[[ Material provided, beginning ]]

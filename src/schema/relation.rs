//! Static relation map: foreign keys the catalog does not declare.
//!
//! Shape: local table -> foreign table -> constraint name -> {local column: foreign column}.

use crate::catalog::{Catalog, RawForeignKey};
use crate::error::{DescribeError, Result};
use schemars::JsonSchema;
use serde::{Deserialize, Serialize};
use std::collections::BTreeMap;

/// `{local column: foreign column}` pairs of one constraint
pub type ColumnPairs = BTreeMap<String, String>;

#[derive(Debug, Clone, Default, PartialEq, Eq, Serialize, Deserialize, JsonSchema)]
#[serde(transparent)]
pub struct RelationMap(BTreeMap<String, BTreeMap<String, BTreeMap<String, ColumnPairs>>>);

impl RelationMap {
    pub fn new() -> Self {
        Self::default()
    }

    pub fn is_empty(&self) -> bool {
        self.0.is_empty()
    }

    /// Add or replace one constraint
    pub fn insert(
        &mut self,
        table: impl Into<String>,
        foreign_table: impl Into<String>,
        constraint: impl Into<String>,
        pairs: ColumnPairs,
    ) {
        self.0
            .entry(table.into())
            .or_default()
            .entry(foreign_table.into())
            .or_default()
            .insert(constraint.into(), pairs);
    }

    /// Local tables with entries
    pub fn tables(&self) -> impl Iterator<Item = &str> {
        self.0.keys().map(String::as_str)
    }

    /// Merge `other` into this map; entries of `other` win
    pub fn extend(&mut self, other: RelationMap) {
        for (table, foreign) in other.0 {
            for (foreign_table, constraints) in foreign {
                for (constraint, pairs) in constraints {
                    self.insert(table.clone(), foreign_table.clone(), constraint, pairs);
                }
            }
        }
    }

    /// Check entry shapes against the unfiltered catalog.
    ///
    /// Every local table must exist in the catalog and every local column in
    /// that table; each constraint needs at least one column pair.
    pub fn validate(&self, catalog: &Catalog) -> Result<()> {
        for (table_name, foreign) in &self.0 {
            let table = catalog
                .table(table_name)
                .ok_or_else(|| DescribeError::UnknownRelationTable {
                    table: table_name.clone(),
                })?;
            for constraints in foreign.values() {
                for (constraint, pairs) in constraints {
                    if pairs.is_empty() {
                        return Err(DescribeError::EmptyRelation {
                            table: table_name.clone(),
                            constraint: constraint.clone(),
                        });
                    }
                    if let Some(column) = pairs.keys().find(|c| table.column(c).is_none()) {
                        return Err(DescribeError::UnknownRelationColumn {
                            table: table_name.clone(),
                            column: column.clone(),
                        });
                    }
                }
            }
        }
        Ok(())
    }

    /// Raw foreign keys declared for `table`
    pub fn foreign_keys_for(&self, table: &str) -> Vec<RawForeignKey> {
        let Some(foreign) = self.0.get(table) else {
            return Vec::new();
        };
        foreign
            .iter()
            .flat_map(|(foreign_table, constraints)| {
                constraints.iter().map(move |(name, pairs)| RawForeignKey {
                    name: name.clone(),
                    columns: pairs.keys().cloned().collect(),
                    foreign_table: foreign_table.clone(),
                    foreign_columns: pairs.values().cloned().collect(),
                    ..Default::default()
                })
            })
            .collect()
    }
}

#[cfg(test)]
mod tests {
    use super::*;
    use crate::catalog::{RawColumn, RawTable};

    fn catalog() -> Catalog {
        let mut catalog = Catalog::new("blog");
        let mut comment = RawTable::new("t_comment");
        comment.columns.push(RawColumn {
            name: "article_id".to_string(),
            ..Default::default()
        });
        catalog.tables.push(comment);
        catalog
    }

    fn pairs(local: &str, foreign: &str) -> ColumnPairs {
        BTreeMap::from([(local.to_string(), foreign.to_string())])
    }

    #[test]
    fn test_parse_yaml_shape() {
        let yaml = "t_comment:\n  t_article:\n    fk_comment_article: { article_id: article_id }\n";
        let map: RelationMap = serde_yaml_ng::from_str(yaml).unwrap();
        let fks = map.foreign_keys_for("t_comment");
        assert_eq!(fks.len(), 1);
        assert_eq!(fks[0].name, "fk_comment_article");
        assert_eq!(fks[0].foreign_table, "t_article");
        assert_eq!(fks[0].columns, vec!["article_id"]);
        assert!(map.foreign_keys_for("t_article").is_empty());
    }

    #[test]
    fn test_validate_ok() {
        let mut map = RelationMap::new();
        map.insert("t_comment", "t_article", "fk", pairs("article_id", "article_id"));
        assert!(map.validate(&catalog()).is_ok());
    }

    #[test]
    fn test_unknown_table_fails() {
        let mut map = RelationMap::new();
        map.insert("t_missing", "t_article", "fk", pairs("article_id", "article_id"));
        let err = map.validate(&catalog()).unwrap_err();
        assert!(matches!(err, DescribeError::UnknownRelationTable { ref table } if table == "t_missing"));
    }

    #[test]
    fn test_unknown_column_and_empty_pairs_fail() {
        let mut map = RelationMap::new();
        map.insert("t_comment", "t_article", "fk", pairs("nope", "article_id"));
        assert!(matches!(
            map.validate(&catalog()),
            Err(DescribeError::UnknownRelationColumn { .. })
        ));

        let mut map = RelationMap::new();
        map.insert("t_comment", "t_article", "fk", ColumnPairs::new());
        assert!(matches!(
            map.validate(&catalog()),
            Err(DescribeError::EmptyRelation { .. })
        ));
    }

    #[test]
    fn test_extend_overrides() {
        let mut base = RelationMap::new();
        base.insert("t_comment", "t_article", "fk", pairs("a", "b"));
        let mut other = RelationMap::new();
        other.insert("t_comment", "t_article", "fk", pairs("article_id", "article_id"));
        base.extend(other);
        assert_eq!(base.foreign_keys_for("t_comment")[0].columns, vec!["article_id"]);
    }
}
//! Renderer-agnostic ER diagram description.
//!
//! One cluster per visible table, one node per visible column and one edge
//! per foreign key column pair. Text syntaxes (DOT) and rasterization live in
//! [`crate::render`].

mod attrs;
mod layout;

pub use attrs::{
    default_edge_attrs, default_graph_attrs, default_node_attrs, AttrOverrides, AttrValue,
    Attributes, CLUSTER_ATTRS, DEFAULT_FONTSIZE, NODE_ATTRS,
};
pub use layout::{build_diagram, edge_color, visible_columns};

use schemars::JsonSchema;
use serde::{Deserialize, Serialize};
use std::fmt;
use std::str::FromStr;

/// Which columns of a table become diagram nodes
#[derive(Debug, Clone, Copy, PartialEq, Eq, Default, Serialize, Deserialize, JsonSchema)]
#[serde(rename_all = "lowercase")]
pub enum ColumnMode {
    /// Primary key columns and columns on either end of a foreign key
    #[default]
    Related,
    /// Every column
    All,
}

impl FromStr for ColumnMode {
    type Err = String;

    fn from_str(s: &str) -> Result<Self, Self::Err> {
        match s.to_lowercase().as_str() {
            "related" => Ok(ColumnMode::Related),
            "all" => Ok(ColumnMode::All),
            _ => Err(format!(
                "Unknown column mode: {}. Valid options: related, all",
                s
            )),
        }
    }
}

impl fmt::Display for ColumnMode {
    fn fmt(&self, f: &mut fmt::Formatter<'_>) -> fmt::Result {
        match self {
            ColumnMode::Related => write!(f, "related"),
            ColumnMode::All => write!(f, "all"),
        }
    }
}

/// Options for [`build_diagram`]
#[derive(Debug, Clone, Default)]
pub struct DiagramOptions {
    pub columns: ColumnMode,
    /// Hide tables without foreign or reference keys
    pub skip_no_relation: bool,
    pub graph: AttrOverrides,
    pub node: AttrOverrides,
    pub edge: AttrOverrides,
}

/// A table rendered as a cluster
#[derive(Debug, Clone, PartialEq)]
pub struct Cluster {
    pub table: String,
    /// Graph identifier, `cluster_<table>`
    pub name: String,
    /// DOM id, `relationship:table-<table>`
    pub id: String,
    pub class: String,
    pub label: String,
    pub nodes: Vec<Node>,
}

/// A column rendered as a node
#[derive(Debug, Clone, PartialEq)]
pub struct Node {
    /// Graph identifier, `column_<table>_<column>`
    pub name: String,
    pub table: String,
    pub column: String,
    /// DOM id, `relationship:column-<table>.<column>`
    pub id: String,
    pub class: String,
    pub label: String,
    /// Fixed width in inches, shared by all tables of one rank
    pub width: f64,
}

/// One foreign key column pair, drawn from the referenced column to the referencing one
#[derive(Debug, Clone, PartialEq)]
pub struct Edge {
    pub from: String,
    pub to: String,
    pub local_table: String,
    pub foreign_table: String,
    pub constraint_name: String,
    /// DOM id, `relationship:fkey-<constraint>`
    pub id: String,
    pub class: String,
    pub color: String,
    /// Whether the edge takes part in rank assignment
    pub constraint: bool,
}

impl Edge {
    /// `<local> -> <foreign>`, the key edges are grouped under
    pub fn group(&self) -> String {
        format!("{} -> {}", self.local_table, self.foreign_table)
    }
}

/// The complete diagram description
#[derive(Debug, Clone, PartialEq)]
pub struct Diagram {
    pub name: String,
    pub graph: Attributes,
    pub node: Attributes,
    pub edge: Attributes,
    pub clusters: Vec<Cluster>,
    pub edges: Vec<Edge>,
}

impl Diagram {
    pub fn cluster(&self, table: &str) -> Option<&Cluster> {
        self.clusters.iter().find(|c| c.table == table)
    }

    pub fn node(&self, table: &str, column: &str) -> Option<&Node> {
        self.cluster(table)?
            .nodes
            .iter()
            .find(|n| n.column == column)
    }

    pub fn node_count(&self) -> usize {
        self.clusters.iter().map(|c| c.nodes.len()).sum()
    }
}

#[cfg(test)]
mod tests {
    use super::*;

    #[test]
    fn test_column_mode_from_str() {
        assert_eq!("related".parse::<ColumnMode>().unwrap(), ColumnMode::Related);
        assert_eq!("ALL".parse::<ColumnMode>().unwrap(), ColumnMode::All);
        assert!("some".parse::<ColumnMode>().is_err());
    }

    #[test]
    fn test_column_mode_display_and_serde() {
        assert_eq!(ColumnMode::All.to_string(), "all");
        let mode: ColumnMode = serde_yaml_ng::from_str("related").unwrap();
        assert_eq!(mode, ColumnMode::Related);
    }
}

[[ Material provided, end ]]

§ **Work instructions**:
Go through the listing and say how many lines contain the string "EmptyRelation", offering only the number.

§ **The completed task**:
2